Francis Yeoh Sock Ping  (born 23 August 1954) is a Malaysian businessman, and the eldest son of late Malaysia billionaire Yeoh Tiong Lay. He was appointed a managing director of YTL Corporation in 1988 and grew it into a multi-disciplinary conglomerate comprising six listed entities. YTL Corporation Berhad, YTL Power International Berhad, YTL Land & Development Berhad, YTL Hospitality REIT, Lafarge Malaysia Berhad and Starhill Global REIT have a combined Market Capitalisation of approximately RM29.1 billion (US$7.1 billion) and total assets of RM74.7 billion (US$18.2 billion). YTL Group owns and manages regulated utilities, real estate and infrastructure assets. 
Besides managing YTL Group's core listed entities, Tan Sri Francis is Executive Chairman of YTL Starhill Global REIT Management Limited, the manager for Starhill Global REIT. He is Chairman of YTL PowerSeraya Private Limited, which accounts for a 20% share of the Singapore Electricity market. He is Chairman of Wessex Water Services Limited, recognised as the best water and sewerage company in England and Wales (2010-2011) by the water industry regulator, Ofwat. He is also Executive Chairman of LaFarge Malaysia Berhad following its takeover by YTL Cement Berhad.

Tan Sri Francis is an Independent Non-Executive Director of The Hong Kong and Shanghai Banking Corporation Limited.

Ranked as one of "Asia's 25 Most Powerful and Influential Business Personalities" by Fortune and Business Week, Tan Sri Francis firmly advocates responsible stewardship in business. He serves on YTL Foundation’s Board of Trustees, actively supporting education initiatives throughout Malaysia. He also serves on the board of directors of the Suu Foundation, a humanitarian organisation committed to improving healthcare and education in Myanmar. In 2016, he was conferred the prestigious Muhammad Ali Celebrity Fight Night Award in Arizona for his philanthropic efforts.

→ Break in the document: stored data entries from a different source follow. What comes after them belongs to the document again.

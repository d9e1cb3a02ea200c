//! Core domain types for the Parlor voice front desk.
//!
//! A [`CallSession`] tracks one active phone call: the slot-filling
//! [`Appointment`] record, a bounded conversation history, the last
//! classified [`Intent`] (kept for sticky multi-turn flows), and the
//! at-most-once persistence guard for completion side effects.

pub mod appointment;

pub use appointment::{Appointment, ExtractedFields, Field, Slot};

use chrono::{DateTime, Utc};
use serde::{Deserialize, Serialize};

/// Maximum number of conversation turns retained per session. Bounds both
/// memory use and the context window sent to the assistant collaborator.
pub const HISTORY_LIMIT: usize = 12;

/// Coarse call progress, tracked for observability only.
#[derive(Debug, Clone, Copy, PartialEq, Eq, Serialize, Deserialize)]
#[serde(rename_all = "snake_case")]
pub enum Stage {
    Greeting,
    Collecting,
    Complete,
}

/// Who produced a conversation turn.
#[derive(Debug, Clone, Copy, PartialEq, Eq, Serialize, Deserialize)]
#[serde(rename_all = "snake_case")]
pub enum Speaker {
    Caller,
    Assistant,
}

/// One recorded turn of the conversation.
#[derive(Debug, Clone, PartialEq, Serialize, Deserialize)]
pub struct TurnMessage {
    pub speaker: Speaker,
    pub text: String,
}

/// Caller intent, as classified by the keyword router.
#[derive(Debug, Clone, Copy, PartialEq, Eq, Serialize, Deserialize)]
#[serde(rename_all = "snake_case")]
pub enum Intent {
    Booking,
    Info,
    Cancel,
    Message,
    Fallback,
}

/// The result of one conversation turn: what to say, and whether the call
/// should end after the reply is played.
#[derive(Debug, Clone, PartialEq)]
pub struct TurnOutcome {
    pub reply: String,
    pub end_call: bool,
}

impl TurnOutcome {
    /// A reply that keeps the call open for another utterance.
    pub fn reply(text: impl Into<String>) -> Self {
        Self {
            reply: text.into(),
            end_call: false,
        }
    }

    /// A reply after which the call ends.
    pub fn ending(text: impl Into<String>) -> Self {
        Self {
            reply: text.into(),
            end_call: true,
        }
    }
}

/// Per-call conversational state. One exists per active call, keyed by the
/// telephony provider's opaque call identifier.
#[derive(Debug, Clone)]
pub struct CallSession {
    /// External call identifier. Empty for ephemeral (non-persisted) sessions.
    pub id: String,
    pub stage: Stage,
    pub appointment: Appointment,
    /// Ordered conversation history, oldest first, bounded to
    /// [`HISTORY_LIMIT`] entries.
    pub history: Vec<TurnMessage>,
    /// Last classified intent; keeps multi-turn flows sticky.
    pub last_intent: Option<Intent>,
    /// True once completion side effects have fired for this session.
    pub appointment_persisted: bool,
    /// Last time a webhook touched this session; used by the idle reaper.
    pub last_activity: DateTime<Utc>,
}

impl CallSession {
    pub fn new(id: impl Into<String>) -> Self {
        Self {
            id: id.into(),
            stage: Stage::Greeting,
            appointment: Appointment::default(),
            history: Vec::new(),
            last_intent: None,
            appointment_persisted: false,
            last_activity: Utc::now(),
        }
    }

    /// Appends a turn to the history, dropping the oldest entries beyond
    /// [`HISTORY_LIMIT`].
    pub fn push_turn(&mut self, speaker: Speaker, text: impl Into<String>) {
        self.history.push(TurnMessage {
            speaker,
            text: text.into(),
        });
        if self.history.len() > HISTORY_LIMIT {
            let excess = self.history.len() - HISTORY_LIMIT;
            self.history.drain(..excess);
        }
    }

    /// Merges newly-extracted fields into the appointment. Only non-empty
    /// incoming values overwrite; previously-filled fields are never blanked.
    pub fn merge_fields(&mut self, partial: &ExtractedFields) {
        self.appointment.merge(partial);
    }

    pub fn touch(&mut self) {
        self.last_activity = Utc::now();
    }

    /// Claims the right to run completion side effects. Returns `true`
    /// exactly once per session; later calls see the guard already set.
    pub fn begin_persist(&mut self) -> bool {
        if self.appointment_persisted {
            return false;
        }
        self.appointment_persisted = true;
        true
    }
}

Ardent advocate of ethical corporate governance, he is Founder Member of the Malaysian Business Council and Capital Markets Advisory Council, Member of Asia Business Council, Trustee of Asia Society and former Member of Barclays Asia-Pacific Advisory Committee. He is also on the Advisory Councils of London Business School, Wharton School and INSEAD. He chaired the judging panel of the Ernst and Young World Entrepreneur of Year 2011 in Monte Carlo, having been Ernst and Young Malaysian Entrepreneur of the Year 2002.

Tan Sri Francis is the first Non-Italian Board Member of the historic Rome Opera House and helped fund its restoration to keep it from closing. 

He champions arts enterprises like the Kuala Lumpur Performing Arts Centre and Singapore Dance Theatre, and is Regional Chairman of International Friends of the Louvre. He also promotes environmental conservation and renewable energy, serving on Nature Conservancy’s Asia Pacific Council.

In 2010, a panel of Nobel Laureates made him 'Primus Inter Pares Honouree' of the Oslo Business for Peace Award for encouraging socially responsible business ethics and practices. In the same year, he received the Corporate Social Responsibility Award at CNBC's Asia Business Leaders Awards.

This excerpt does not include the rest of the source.